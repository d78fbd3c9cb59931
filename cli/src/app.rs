use anyhow::{anyhow, bail, Context, Result};
use minutes_core::data_uri::{encode_data_uri, image_mime_type};
use minutes_core::{
    validate_analysis_input, validate_input, MeetingAnalysis, NotesAnalyzer, TaskSummarizer,
};
use minutes_records::MeetingRecords;
use std::path::{Path, PathBuf};
use tokio::io::AsyncReadExt;
use tracing::{debug, info};

use crate::cli::RecordsCommand;
use crate::output::{format_analysis, format_record_list, format_task_result};

/// Resolve notes from the positional argument, `-` for stdin, or a file
pub async fn read_notes(text: Option<String>, file: Option<PathBuf>) -> Result<String> {
    if let Some(path) = file {
        return tokio::fs::read_to_string(&path)
            .await
            .with_context(|| format!("Failed to read {}", path.display()));
    }
    match text {
        Some(text) if text == "-" => {
            let mut buffer = String::new();
            tokio::io::stdin()
                .read_to_string(&mut buffer)
                .await
                .context("Failed to read notes from stdin")?;
            Ok(buffer)
        }
        Some(text) => Ok(text),
        None => Ok(String::new()),
    }
}

/// Read an image file and encode it as a data URI
pub async fn read_image(path: &Path) -> Result<String> {
    let mime_type = image_mime_type(path)
        .ok_or_else(|| anyhow!("Unsupported image type: {}", path.display()))?;
    let bytes = tokio::fs::read(path)
        .await
        .with_context(|| format!("Failed to read image {}", path.display()))?;
    debug!(bytes = bytes.len(), mime_type, "Encoded image");
    Ok(encode_data_uri(mime_type, &bytes))
}

/// Validate, analyze, print, and optionally save
pub async fn run_analyze(
    analyzer: &dyn NotesAnalyzer,
    records: &MeetingRecords,
    content: &str,
    image_uri: Option<&str>,
    save: bool,
    json: bool,
) -> Result<MeetingAnalysis> {
    validate_analysis_input(content, image_uri)?;

    info!(strategy = analyzer.strategy_name(), "Analyzing notes");
    let analysis = analyzer.analyze(content, image_uri).await?;

    if json {
        println!("{}", serde_json::to_string_pretty(&analysis)?);
    } else {
        print!("{}", format_analysis(&analysis));
    }

    if save {
        let record = records.save(analysis.clone()).await?;
        eprintln!("Saved at {}", record.saved_at);
    }
    Ok(analysis)
}

pub async fn run_summarize(summarizer: &dyn TaskSummarizer, text: &str, json: bool) -> Result<()> {
    validate_input(text)?;

    let result = summarizer.summarize(text).await?;
    if json {
        println!("{}", serde_json::to_string_pretty(&result)?);
    } else {
        print!("{}", format_task_result(&result));
    }
    Ok(())
}

pub async fn run_records(records: &MeetingRecords, action: RecordsCommand) -> Result<()> {
    match action {
        RecordsCommand::List => {
            let list = records.list().await?;
            print!("{}", format_record_list(&list));
        }
        RecordsCommand::Show { index } => {
            let record = records.get(index).await?;
            println!("Saved at {}\n", record.saved_at);
            print!("{}", format_analysis(&record.analysis));
        }
        RecordsCommand::Delete { index } => {
            let removed = records.delete(index).await?;
            println!("Deleted \"{}\"", removed.analysis.title);
        }
        RecordsCommand::Edit { index, from } => {
            let raw = tokio::fs::read_to_string(&from)
                .await
                .with_context(|| format!("Failed to read {}", from.display()))?;
            let edited: MeetingAnalysis = serde_json::from_str(&raw)
                .with_context(|| format!("{} is not a valid analysis", from.display()))?;
            if edited.title.trim().is_empty() {
                bail!("Edited analysis needs a title");
            }
            let record = records.update(index, edited).await?;
            println!("Updated \"{}\"", record.analysis.title);
        }
    }
    Ok(())
}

__________________________________________________

## Task brief
In the material above, find the lines that contain "PathBuf" and show them.

## Solution for this exercise
use std::path::{Path, PathBuf};
pub async fn read_notes(text: Option<String>, file: Option<PathBuf>) -> Result<String> {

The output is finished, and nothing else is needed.